11

I'm using Dagger 2 with simple MVP pattern. I have a @PerApp and @PerActivity scopes. I'm injecting presenters dependencies using constructor injection, which makes those presenters "injectable" (I don't need to write provides methods in activity module). Code fragments:

PerApp:

// AppComponent
@PerApp
@Component(modules = {AppModule.class, DataModule.class, NetworkModule.class})
public interface AppComponent {
    LoginComponent plus(LoginModule loginModule);

    MainComponent plus(MainModule mainModule);
}

// Example @PerApp module
@Module
public class NetworkModule {

    @Provides
    @PerApp
    Retrofit providesRetrofit(){
         ...
    }
}

PerActivity:

// LoginModule
@Module
public class LoginModule {
    private final LoginActivity mLoginActivity;

    public LoginModule(LoginActivity loginActivity) {
        mLoginActivity = loginActivity;
    }

    @Provides
    @PerActivity
    Context providesContext() {
        return mLoginActivity;
    }
}

// LoginComponent
@PerActivity
@Subcomponent(
        modules = LoginModule.class
)
public interface LoginComponent {
    void inject(LoginActivity loginActivity);
}

Activity:

public class LoginActivity {
    @Inject LoginPresenter mPresenter;
}

Presenter:

public class LoginPresenter {

    @Inject
    public LoginPresenter(Retrofit retrofit) {
        ...
    }
}

It's working great. My question is: What will be the scope of provided LoginPresenter? Is it gonna be the same as LoginActivity? Should I annotate the presenter's constructor with @PerActivity or something?

3 Answers 3

6

I've ran some tests to check by myself how exactly scoping works with constructor injection and here are my results.

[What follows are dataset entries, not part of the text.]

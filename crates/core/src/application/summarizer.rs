// Stream Summarizer - single pass line count + SHA-256

use crate::domain::ProcessingSummary;
use sha2::{Digest, Sha256};
use tokio::io::{AsyncRead, AsyncReadExt};

/// Read buffer size; results never depend on chunk boundaries
pub const CHUNK_SIZE: usize = 8192;

/// Consume `stream` to exhaustion and summarize it
///
/// Lines are `\n`-terminated; a trailing partial line counts as one more.
/// `exclude_header` only lowers the reported count; checksum and byte count
/// always cover the whole stream.
///
/// The stream is taken by value and dropped on every exit path, so a read
/// error never leaks the underlying source.
///
/// # Errors
/// Propagates the first read error. No partial summary is returned.
pub async fn summarize<R>(mut stream: R, exclude_header: bool) -> std::io::Result<ProcessingSummary>
where
    R: AsyncRead + Unpin,
{
    let mut hasher = Sha256::new();
    let mut buffer = vec![0u8; CHUNK_SIZE];
    let mut total_bytes: u64 = 0;
    let mut newlines: u64 = 0;
    let mut last_byte: Option<u8> = None;

    loop {
        let read = stream.read(&mut buffer).await?;
        if read == 0 {
            break;
        }
        let chunk = &buffer[..read];
        hasher.update(chunk);
        total_bytes += read as u64;
        newlines += chunk.iter().filter(|&&b| b == b'\n').count() as u64;
        last_byte = Some(chunk[read - 1]);
    }

    let mut total_lines = match last_byte {
        None => 0,
        Some(b'\n') => newlines,
        Some(_) => newlines + 1,
    };
    if exclude_header && total_lines > 0 {
        total_lines -= 1;
    }

    Ok(ProcessingSummary {
        total_lines,
        checksum: hex::encode(hasher.finalize()),
        total_bytes,
    })
}

#[cfg(test)]
mod tests {
    use super::*;
    use std::io::Cursor;
    use tokio_test::io::Builder;

    fn sha256_hex(data: &[u8]) -> String {
        hex::encode(Sha256::digest(data))
    }

    async fn run(data: &[u8], exclude_header: bool) -> ProcessingSummary {
        summarize(Cursor::new(data.to_vec()), exclude_header)
            .await
            .unwrap()
    }

    #[tokio::test]
    async fn test_empty_stream() {
        let summary = run(b"", false).await;
        assert_eq!(summary.total_lines, 0);
        assert_eq!(summary.total_bytes, 0);
        assert_eq!(
            summary.checksum,
            "e3b0c44298fc1c149afbf4c8996fb92427ae41e4649b934ca495991b7852b855"
        );

        assert_eq!(run(b"", true).await.total_lines, 0);
    }

    #[tokio::test]
    async fn test_trailing_newline() {
        assert_eq!(run(b"a,b\n1,2\n", false).await.total_lines, 2);
        assert_eq!(run(b"a,b\n1,2\n", true).await.total_lines, 1);
    }

    #[tokio::test]
    async fn test_partial_trailing_line_counts() {
        assert_eq!(run(b"h1,h2\n1,2\n3,4", false).await.total_lines, 3);
        assert_eq!(run(b"h1,h2\n1,2\n3,4", true).await.total_lines, 2);
    }

    #[tokio::test]
    async fn test_single_header_only() {
        assert_eq!(run(b"header", false).await.total_lines, 1);
        assert_eq!(run(b"header", true).await.total_lines, 0);
        assert_eq!(run(b"\n", false).await.total_lines, 1);
    }

    #[tokio::test]
    async fn test_checksum_matches_direct_digest() {
        let data = b"id,name\n1,alice\n2,bob\n";
        let summary = run(data, false).await;
        assert_eq!(summary.checksum, sha256_hex(data));
        assert_eq!(summary.checksum.len(), 64);
        assert!(summary.checksum.chars().all(|c| matches!(c, '0'..='9' | 'a'..='f')));
        assert_eq!(summary.total_bytes, data.len() as u64);

        // repeatable
        assert_eq!(run(data, false).await, summary);
    }

    #[tokio::test]
    async fn test_exclude_header_only_changes_count() {
        let data = b"h\n1\n2\n3";
        let full = run(data, false).await;
        let body = run(data, true).await;

        assert_eq!(body.total_lines, full.total_lines - 1);
        assert_eq!(body.checksum, full.checksum);
        assert_eq!(body.total_bytes, full.total_bytes);
    }

    #[tokio::test]
    async fn test_chunk_boundaries_do_not_matter() {
        let data = b"a,b\n1,2\n\n3,4";
        let chunked = Builder::new()
            .read(b"a,b")
            .read(b"\n")
            .read(b"1,2\n")
            .read(b"\n3")
            .read(b",4")
            .build();

        let summary = summarize(chunked, false).await.unwrap();
        assert_eq!(summary, run(data, false).await);
        assert_eq!(summary.total_lines, 4);
    }

    #[tokio::test]
    async fn test_input_larger_than_chunk() {
        let line = b"0123456789,abcdefghij\n";
        let data: Vec<u8> = line.iter().copied().cycle().take(line.len() * 1000).collect();
        assert!(data.len() > CHUNK_SIZE);

        let summary = run(&data, false).await;
        assert_eq!(summary.total_lines, 1000);
        assert_eq!(summary.total_bytes, data.len() as u64);
        assert_eq!(summary.checksum, sha256_hex(&data));
    }

    #[tokio::test]
    async fn test_read_error_propagates() {
        let failing = Builder::new()
            .read(b"a,b\n")
            .read_error(std::io::Error::new(
                std::io::ErrorKind::ConnectionReset,
                "connection reset",
            ))
            .build();

        let err = summarize(failing, false).await.unwrap_err();
        assert_eq!(err.kind(), std::io::ErrorKind::ConnectionReset);
    }
}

1) Inject LoginPresenter into LoginActivity:

LoginComponent - @PerActivity scope (code is exactly the same as in my first post).

I've tried to inject presenter into 2 variables:

public class LoginActivity {
    @Inject LoginPresenter A;
    @Inject LoginPresenter B;
}

LoginPresenter annotated with:

  • nothing - A and B are different
  • @PerActivity - A and B are the same
  • @PerApp - A and B are the same

2) Inject LoginPresenter into LoginActivity and MainActivity:

LoginComponent, MainComponent - @PerActivity scope (code is exactly the same as in my first post).

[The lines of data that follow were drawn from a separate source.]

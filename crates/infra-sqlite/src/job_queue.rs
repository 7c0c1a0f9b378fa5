// SQLite JobQueue Implementation

use crate::error::map_queue_error;
use async_trait::async_trait;
use csvjob_core::domain::JobMessage;
use csvjob_core::error::{AppError, Result};
use csvjob_core::port::{Delivery, JobQueue, TimeProvider};
use sqlx::SqlitePool;
use std::sync::Arc;
use std::time::Duration;
use tracing::debug;

/// Durable at-least-once queue in a single SQLite table
///
/// `receive` hides claimed rows for the visibility timeout; rows that are
/// not acked in time become visible again with a higher receive count.
pub struct SqliteJobQueue {
    pool: SqlitePool,
    time_provider: Arc<dyn TimeProvider>,
    visibility_timeout_ms: i64,
}

impl SqliteJobQueue {
    pub fn new(
        pool: SqlitePool,
        time_provider: Arc<dyn TimeProvider>,
        visibility_timeout: Duration,
    ) -> Self {
        Self {
            pool,
            time_provider,
            visibility_timeout_ms: visibility_timeout.as_millis() as i64,
        }
    }

    /// Messages currently visible to `receive`
    pub async fn visible_count(&self) -> Result<i64> {
        let now = self.time_provider.now_millis();
        sqlx::query_scalar("SELECT COUNT(*) FROM job_queue WHERE visible_at <= ?")
            .bind(now)
            .fetch_one(&self.pool)
            .await
            .map_err(map_queue_error)
    }

    /// Every unacked message, visible or in flight
    pub async fn total_count(&self) -> Result<i64> {
        sqlx::query_scalar("SELECT COUNT(*) FROM job_queue")
            .fetch_one(&self.pool)
            .await
            .map_err(map_queue_error)
    }
}

/// Receipts carry the receive count so a stale handle cannot ack a newer claim
fn encode_receipt(id: i64, receive_count: i64) -> String {
    format!("{}.{}", id, receive_count)
}

fn decode_receipt(receipt: &str) -> Result<(i64, i64)> {
    receipt
        .split_once('.')
        .and_then(|(id, count)| Some((id.parse().ok()?, count.parse().ok()?)))
        .ok_or_else(|| AppError::Queue(format!("Invalid receipt handle: {}", receipt)))
}

#[async_trait]
impl JobQueue for SqliteJobQueue {
    async fn send(&self, message: &JobMessage) -> Result<()> {
        let body = message.to_json()?;
        let now = self.time_provider.now_millis();

        sqlx::query(
            r#"
            INSERT INTO job_queue (body, enqueued_at, visible_at, receive_count)
            VALUES (?, ?, ?, 0)
            "#,
        )
        .bind(&body)
        .bind(now)
        .bind(now)
        .execute(&self.pool)
        .await
        .map_err(map_queue_error)?;

        debug!(job_id = %message.job_id, "Message enqueued");
        Ok(())
    }

    async fn receive(&self, max_messages: usize) -> Result<Vec<Delivery>> {
        let now = self.time_provider.now_millis();
        let hidden_until = now + self.visibility_timeout_ms;

        // Single statement: SQLite serializes writers, so two receivers can
        // never claim the same row
        let mut rows: Vec<(i64, String, i64)> = sqlx::query_as(
            r#"
            UPDATE job_queue
            SET visible_at = ?, receive_count = receive_count + 1
            WHERE id IN (
                SELECT id FROM job_queue
                WHERE visible_at <= ?
                ORDER BY id ASC
                LIMIT ?
            )
            RETURNING id, body, receive_count
            "#,
        )
        .bind(hidden_until)
        .bind(now)
        .bind(max_messages as i64)
        .fetch_all(&self.pool)
        .await
        .map_err(map_queue_error)?;

        // RETURNING order is unspecified
        rows.sort_by_key(|(id, _, _)| *id);

        Ok(rows
            .into_iter()
            .map(|(id, body, receive_count)| Delivery {
                receipt: encode_receipt(id, receive_count),
                body,
                receive_count: receive_count as u32,
            })
            .collect())
    }

    async fn ack(&self, receipt: &str) -> Result<()> {
        let (id, receive_count) = decode_receipt(receipt)?;

        let result = sqlx::query("DELETE FROM job_queue WHERE id = ? AND receive_count = ?")
            .bind(id)
            .bind(receive_count)
            .execute(&self.pool)
            .await
            .map_err(map_queue_error)?;

        if result.rows_affected() == 0 {
            // Redelivered to someone else after the timeout; they will ack it
            debug!(receipt, "Stale receipt, message not deleted");
        }
        Ok(())
    }
}
// Job Message - wire contract between job creator and job processor

use super::error::{require_non_blank, Result};
use super::{IdempotencyKey, JobId, ObjectLocation};
use chrono::{DateTime, Utc};
use serde::{Deserialize, Serialize};

/// Durable, serializable description of one unit of work
///
/// `checksum` is absent until the file has been summarized at least once and is
/// omitted from the JSON form rather than written as `null`.
#[derive(Debug, Clone, PartialEq, Eq, Serialize, Deserialize)]
#[serde(rename_all = "camelCase")]
pub struct JobMessage {
    pub job_id: JobId,
    pub input_bucket: String,
    pub input_key: String,
    pub output_bucket: String,
    pub output_key: String,
    pub created_at: DateTime<Utc>,
    #[serde(default, skip_serializing_if = "Option::is_none")]
    pub checksum: Option<String>,
}

impl JobMessage {
    pub fn new(
        job_id: JobId,
        input: &ObjectLocation,
        output: &ObjectLocation,
        created_at: DateTime<Utc>,
    ) -> Self {
        Self {
            job_id,
            input_bucket: input.bucket().to_string(),
            input_key: input.key().to_string(),
            output_bucket: output.bucket().to_string(),
            output_key: output.key().to_string(),
            created_at,
            checksum: None,
        }
    }

    /// Check the non-blank invariants (serde alone accepts empty strings)
    pub fn validate(&self) -> Result<()> {
        require_non_blank(&self.input_bucket, "inputBucket")?;
        require_non_blank(&self.input_key, "inputKey")?;
        require_non_blank(&self.output_bucket, "outputBucket")?;
        require_non_blank(&self.output_key, "outputKey")?;
        Ok(())
    }

    /// Parse and validate a message body
    pub fn from_json(body: &str) -> crate::Result<Self> {
        let message: JobMessage = serde_json::from_str(body)
            .map_err(|e| crate::AppError::Validation(format!("Malformed job message: {}", e)))?;
        message.validate()?;
        Ok(message)
    }

    pub fn to_json(&self) -> crate::Result<String> {
        Ok(serde_json::to_string(self)?)
    }

    pub fn input_location(&self) -> Result<ObjectLocation> {
        ObjectLocation::new(&self.input_bucket, &self.input_key)
    }

    pub fn output_location(&self) -> Result<ObjectLocation> {
        ObjectLocation::new(&self.output_bucket, &self.output_key)
    }

    pub fn idempotency_key(&self) -> IdempotencyKey {
        IdempotencyKey::new(self.job_id, self.checksum.clone())
    }
}

#[cfg(test)]
mod tests {
    use super::*;
    use crate::AppError;
    use chrono::TimeZone;

    fn sample() -> JobMessage {
        let input = ObjectLocation::new("uploads", "2024/data.csv").unwrap();
        let job_id: JobId = "3f1e2d4c-5b6a-4978-8a9b-0c1d2e3f4a5b".parse().unwrap();
        let output = ObjectLocation::output_for("results", &job_id).unwrap();
        let created_at = Utc.with_ymd_and_hms(2024, 5, 1, 12, 30, 0).unwrap();
        JobMessage::new(job_id, &input, &output, created_at)
    }

    #[test]
    fn test_json_round_trip_without_checksum() {
        let message = sample();
        let json = message.to_json().unwrap();

        assert!(!json.contains("checksum"), "absent checksum must be omitted: {json}");
        assert!(json.contains("\"jobId\":\"3f1e2d4c-5b6a-4978-8a9b-0c1d2e3f4a5b\""));
        assert!(json.contains("\"createdAt\":\"2024-05-01T12:30:00Z\""));

        let parsed = JobMessage::from_json(&json).unwrap();
        assert_eq!(parsed, message);
    }

    #[test]
    fn test_json_round_trip_with_checksum() {
        let mut message = sample();
        message.checksum = Some("ab".repeat(32));

        let parsed = JobMessage::from_json(&message.to_json().unwrap()).unwrap();
        assert_eq!(parsed, message);
        assert_eq!(parsed.checksum.as_deref(), Some("ab".repeat(32).as_str()));
    }

    #[test]
    fn test_parses_external_wire_format() {
        let body = r#"{
            "outputKey": "output/3f1e2d4c-5b6a-4978-8a9b-0c1d2e3f4a5b.json",
            "jobId": "3f1e2d4c-5b6a-4978-8a9b-0c1d2e3f4a5b",
            "inputBucket": "uploads",
            "inputKey": "2024/data.csv",
            "outputBucket": "results",
            "createdAt": "2024-05-01T12:30:00.000Z"
        }"#;
        assert_eq!(JobMessage::from_json(body).unwrap(), sample());
    }

    #[test]
    fn test_blank_field_rejected() {
        let mut message = sample();
        message.input_key = " ".to_string();
        let err = JobMessage::from_json(&message.to_json().unwrap()).unwrap_err();
        assert!(matches!(err, AppError::Domain(_)));
        assert!(err.to_string().contains("inputKey"));
    }

    #[test]
    fn test_malformed_job_id_rejected() {
        let body = r#"{"jobId":"nope","inputBucket":"a","inputKey":"b.csv",
            "outputBucket":"c","outputKey":"d","createdAt":"2024-05-01T12:30:00Z"}"#;
        let err = JobMessage::from_json(body).unwrap_err();
        assert!(matches!(err, AppError::Validation(_)));
        assert!(err.is_validation());
    }

    #[test]
    fn test_missing_created_at_rejected() {
        let body = r#"{"jobId":"3f1e2d4c-5b6a-4978-8a9b-0c1d2e3f4a5b","inputBucket":"a",
            "inputKey":"b.csv","outputBucket":"c","outputKey":"d"}"#;
        assert!(JobMessage::from_json(body).is_err());
    }
}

I've tried to inject presenter into 2 different activities:

public class LoginActivity {
    @Inject LoginPresenter A;
}

public class MainActivity {
    @Inject LoginPresenter B;
}

LoginPresenter annotated with:

  • nothing - A and B are different
  • @PerActivity - A and B are different
  • @PerApp - A and B are the same
3

It all depends on the component you're using for injection.

Let's assume:

  1. This is the component you're using for injecting stuff into your LoginActivity:

@PerActivity
@Component(dependencies = ApplicationComponent.class, modules = LoginActivityModule.class)
public interface LoginActivityComponent {
    void inject(LoginActivity loginActivity);
}
  1. You use an ApplicationComponent for providing objects from @PerApp scope

If you don't specify the way a particular module should provide a particular object (LoginPresenter for example), you're basically saying to your component:

I need a LoginPresenter instance. I don't care who creates that. Just figure that out yourself.

This component checks if any of the dependent components/modules knows how to create that. If not, the asked component needs to create that itself (with some help from the dependent dagger elements).

An injecting component can only try to reference ("create") objects that are from the same scope. So if the LoginActivityComponent is from @PerActivity, it can create object that are only from this scope.

If you don't specify the scope in your LoginPresenter, dagger will assume the same scope as the injecting component. If you specify explicitly @PerActivity scope, it will match the component scope and everything will be ok. But if you specify a different scope (e.g.@PerApp), your app won't build correctly since no class from the @PerApp is providing the way of creating LoginPresenter.

Disclamer: There might be few parts of my explanation that I have been simplified, so it's a bit easier to understand (mostly in terms of who exactly does what). I tried not to make any simplifications that contradict the logic of the Dagger2 itself.

0
3

It seems the way to specify the scope when having a constructor with an @Inject annotation is to annotate the class with a scope:

@PerActivity
public class LoginPresenter {

    @Inject
    public LoginPresenter(Retrofit retrofit) {
        ...
    }
}

I assume LoginPresenter gets injected only in LoginActivity, which means Dagger will provide it only once and create a single instance of it. If you injected it multiple times, without the scope annotation you would get different instances.